Alexander Rybak singles chronology
| "I'll Show You" (2012) | "Leave Me Alone" (2012) | "Into a Fantasy" (2014) |

= Leave Me Alone (Alexander Rybak song) =

"Leave Me Alone" is a song performed and written by Belarusian-Norwegian singer–songwriter Alexander Rybak. It was released as a digital download in Norway on 12 October 2012, and charted in Belgium.

==Background==
Talking about the song Alexander Rybak said: "It's a true story of a woman who traveled around the world to babysit by my doorstep, sent me 600 emails, and always seems to find my new (secret!) phone number.
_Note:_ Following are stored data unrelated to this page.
//! Build type definitions
//!
//! Options supplied by the caller, the configuration resolved from them and
//! the state a `Builder` moves through.

use crate::arch::Triplet;
use crate::runtime::{Runtime, RuntimeError};
use std::fmt;
use std::path::{Path, PathBuf};
use std::str::FromStr;
use thiserror::Error;

/// `CMake` build type
#[derive(Debug, Clone, Copy, Default, PartialEq, Eq)]
pub enum BuildMode {
    /// Optimized with debug info
    #[default]
    RelWithDebInfo,
    Debug,
    Release,
}

impl BuildMode {
    #[must_use]
    pub const fn as_str(self) -> &'static str {
        match self {
            Self::RelWithDebInfo => "RelWithDebInfo",
            Self::Debug => "Debug",
            Self::Release => "Release",
        }
    }
}

impl fmt::Display for BuildMode {
    fn fmt(&self, f: &mut fmt::Formatter<'_>) -> fmt::Result {
        f.write_str(self.as_str())
    }
}

#[derive(Debug, Clone, Error, PartialEq, Eq)]
#[error("Unknown build mode '{0}' (expected RelWithDebInfo, Debug or Release)")]
pub struct ParseModeError(pub String);

impl FromStr for BuildMode {
    type Err = ParseModeError;

    /// Parse a build mode, ignoring case.
    ///
    /// # Examples
    ///
    /// ```
    /// use addonkit::builder::BuildMode;
    ///
    /// assert_eq!("release".parse::<BuildMode>().unwrap(), BuildMode::Release);
    /// assert_eq!("RELWITHDEBINFO".parse::<BuildMode>().unwrap(), BuildMode::RelWithDebInfo);
    /// assert!("fast".parse::<BuildMode>().is_err());
    /// ```
    fn from_str(s: &str) -> Result<Self, Self::Err> {
        match s.to_ascii_lowercase().as_str() {
            "relwithdebinfo" => Ok(Self::RelWithDebInfo),
            "debug" => Ok(Self::Debug),
            "release" => Ok(Self::Release),
            _ => Err(ParseModeError(s.to_string())),
        }
    }
}

/// Where a `Builder` is in its lifecycle
#[derive(Debug, Clone, Copy, Default, PartialEq, Eq)]
pub enum BuildState {
    #[default]
    Uninitialized,
    Configuring,
    Configured,
    Building,
    Built,
    Failed,
}

impl fmt::Display for BuildState {
    fn fmt(&self, f: &mut fmt::Formatter<'_>) -> fmt::Result {
        let name = match self {
            Self::Uninitialized => "uninitialized",
            Self::Configuring => "configuring",
            Self::Configured => "configured",
            Self::Building => "building",
            Self::Built => "built",
            Self::Failed => "failed",
        };
        f.write_str(name)
    }
}

/// Caller input; anything left unset is derived from the config file, the
/// environment or the project itself
#[derive(Debug, Clone, Default)]
pub struct BuildOptions {
    /// Directory holding `CMakeLists.txt` (defaults to the current directory)
    pub project_dir: Option<PathBuf>,
    /// Directory holding `package.json` (defaults to the nearest ancestor)
    pub package_dir: Option<PathBuf>,
    /// Output directory (defaults to the descriptor's `output`, then `build/`)
    pub build_dir: Option<PathBuf>,
    /// Runtime version to build against (defaults to the installed runtime)
    pub runtime_version: Option<String>,
    /// Target architecture (defaults to the runtime's architecture)
    pub arch: Option<String>,
    pub toolset: Option<String>,
    pub prefer_clang: Option<bool>,
    pub mode: Option<BuildMode>,
    /// Build only these targets
    pub targets: Vec<String>,
    pub verbose: bool,
    /// Try the descriptor's prebuilt binary before compiling
    pub prebuild: bool,
    /// Explicit `CMake` executable
    pub cmake: Option<PathBuf>,
    /// Explicit runtime executable
    pub runtime: Option<PathBuf>,
}

/// Fully resolved build settings, owned by one `Builder`
#[derive(Debug, Clone)]
pub struct BuildConfig {
    pub project_dir: PathBuf,
    pub package_dir: Option<PathBuf>,
    pub cache_dir: PathBuf,
    pub build_dir: PathBuf,
    /// `<build_dir>/v<runtime_version>_<arch>`, known once the version is
    pub work_dir: Option<PathBuf>,
    /// Unset when neither the options nor an installed runtime provide it
    pub runtime_version: Option<String>,
    pub triplet: Triplet,
    pub toolset: Option<String>,
    pub prefer_clang: bool,
    pub mode: BuildMode,
    pub targets: Vec<String>,
    pub verbose: bool,
    pub prebuild: bool,
    /// Mirror for headers and import libraries, without a trailing slash
    pub dist_url: String,
    pub runtime: Option<Runtime>,
    pub cmake: Option<PathBuf>,
}

impl BuildConfig {
    /// Name of the per-version work directory inside `build_dir`
    #[must_use]
    pub fn work_dir_name(runtime_version: &str, arch: &str) -> String {
        format!("v{runtime_version}_{arch}")
    }

    /// Runtime version, needed by every step except cleaning
    pub fn runtime_version(&self) -> Result<&str, RuntimeError> {
        self.runtime_version.as_deref().ok_or(RuntimeError::NotFound)
    }

    pub fn work_dir(&self) -> Result<&Path, RuntimeError> {
        self.work_dir.as_deref().ok_or(RuntimeError::NotFound)
    }
}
I have to give her credit for her hard work in finding me wherever I am. This is something you normally only see in a movie. "

==Live performances==
Rybak performed a live version of "Leave Me Alone" in Belgium on 5 November 2012 during an episode of the television show Manneke Paul, hosted by Dutch television presenter Paul de Leeuw.

==Controversy==
The song and the accompanying music video led to controversy in Norway. A Norwegian psychologist said that it was a case for the police, not for the charts. The song was therefore subsequently parodied on the Norwegian television show Torsdagkveld fra Nydalen.

==Music video==
A music video to accompany the release of "Leave Me Alone" was first released onto YouTube on 23 October 2012 at a total length of three minutes and thirty-five seconds. The video was directed by Alexander Filatovich in Kyiv.

The start of the video has Rybak running through a street, stopping at the doors of the asylum during a thunderstorm, as the doors open he states that "he wants to be admitted" as a crazy girl has been following him, then Alexander admits himself into the asylum as the orderlies then grab him, he's placed into a straight-jacket and placed in a rundown corridor as he then is shown playing is violin with the inmates seeing what's going on, only for the orderlies to place him into his room and onto the bed. As we then have shots of Rybak playing his violin with the inmates dancing inside a lounge room, with the stalker holding a teddy bear now as she watches him perform. The final shots show the stalker's tied up as she gives an evil smile, Alexander picking the teddy bear up and placing it on a stool with Alexander wearing the clothes from the start of the video fixing his jacket up as the stalker watches him leave as Alexander then leaves the asylum for good leaving the stalker where she belongs within the asylum.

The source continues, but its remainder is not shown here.